══ DATA

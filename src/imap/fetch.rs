//! Mapping of streamed FETCH records into domain [`Message`] values.

use async_imap::imap_proto::types::Address;
use async_imap::types::{Fetch, Flag};
use chrono::DateTime;
use tracing::warn;

use crate::mime::header::{decode_field, parse_date};
use crate::mime::walker;
use crate::model::Message;

/// Field set for range-mode page listings.
pub(crate) const RANGE_ITEMS: &str = "(FLAGS ENVELOPE)";

/// Field set for a full single-message fetch. `BODY[]` (not PEEK) marks
/// the message as seen, matching what readers expect from an open action.
pub(crate) const SINGLE_ITEMS: &str = "(FLAGS ENVELOPE RFC822.SIZE BODYSTRUCTURE BODY[])";

/// Build a [`Message`] from an envelope-and-flags record (range mode).
///
/// `size` and `body` stay unpopulated; the caller did not request them.
pub(crate) fn envelope_message(record: &Fetch) -> Message {
    let mut message = Message {
        id: record.message.to_string(),
        flags: flag_strings(record),
        ..Default::default()
    };

    if let Some(envelope) = record.envelope() {
        if let Some(subject) = envelope.subject.as_deref() {
            message.subject = decode_field(subject);
        }
        if let Some(date) = envelope.date.as_deref() {
            // Unparseable dates fall back to the epoch default
            message.date = parse_date(&String::from_utf8_lossy(date))
                .unwrap_or(DateTime::UNIX_EPOCH);
        }
        if let Some(from) = envelope.from.as_ref().and_then(|addrs| addrs.first()) {
            message.from = address_text(from);
        }
        if let Some(to) = envelope.to.as_ref() {
            message.to = to.iter().map(address_text).collect();
        }
    } else {
        warn!(seq = record.message, "FETCH record without ENVELOPE");
    }

    message
}

/// Build a fully populated [`Message`] (single-message mode): envelope,
/// flags, size, and the walked body literal.
pub(crate) fn full_message(record: &Fetch) -> Message {
    let mut message = envelope_message(record);
    message.size = record.size.unwrap_or(0);

    let mut content = walker::BodyContent::default();
    if let Some(literal) = record.body() {
        walker::walk_literal(literal, &mut content);
    }
    message.body = content.body;
    message.attachments = content.attachments;
    message.warnings = content.warnings;

    message
}

/// Collapse a single-message FETCH response to the record that counts.
///
/// Zero records means the message does not exist in the selected mailbox;
/// the caller maps that to `NotFound`. More than one record for a single
/// sequence number is a protocol anomaly, and the last one delivered wins.
pub(crate) fn winning_record<T>(records: Vec<T>) -> Option<T> {
    records.into_iter().last()
}

/// Render flags in canonical IMAP string form; custom keywords pass through.
fn flag_strings(record: &Fetch) -> Vec<String> {
    record
        .flags()
        .map(|flag| match flag {
            Flag::Seen => "\\Seen".to_string(),
            Flag::Answered => "\\Answered".to_string(),
            Flag::Flagged => "\\Flagged".to_string(),
            Flag::Deleted => "\\Deleted".to_string(),
            Flag::Draft => "\\Draft".to_string(),
            Flag::Recent => "\\Recent".to_string(),
            Flag::MayCreate => "\\MayCreate".to_string(),
            Flag::Custom(name) => name.to_string(),
        })
        .collect()
}

/// Render an envelope address as `mailbox@host` text.
///
/// Display names are deliberately not rendered; an address without a
/// mailbox yields an empty string.
fn address_text(addr: &Address<'_>) -> String {
    let mailbox = addr
        .mailbox
        .as_deref()
        .map(String::from_utf8_lossy)
        .unwrap_or_default();
    if mailbox.is_empty() {
        return String::new();
    }
    match addr.host.as_deref() {
        Some(host) if !host.is_empty() => {
            format!("{}@{}", mailbox, String::from_utf8_lossy(host))
        }
        _ => mailbox.into_owned(),
    }
}
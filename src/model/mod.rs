//! Core data model types for messages, attachments, and result pages.

pub mod attachment;
pub mod message;

pub use attachment::Attachment;
pub use message::{Message, MessagePage};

════

=== PROBLEM REQUIREMENTS ===
Restate word for word the lines above, beginning at the first one and ending at the line that carries "use crate::model::Message;".

=== WRITTEN ANSWER ===
filename src/imap/fetch.rs
//! Mapping of streamed FETCH records into domain [`Message`] values.

use async_imap::imap_proto::types::Address;
use async_imap::types::{Fetch, Flag};
use chrono::DateTime;
use tracing::warn;

use crate::mime::header::{decode_field, parse_date};
use crate::mime::walker;
use crate::model::Message;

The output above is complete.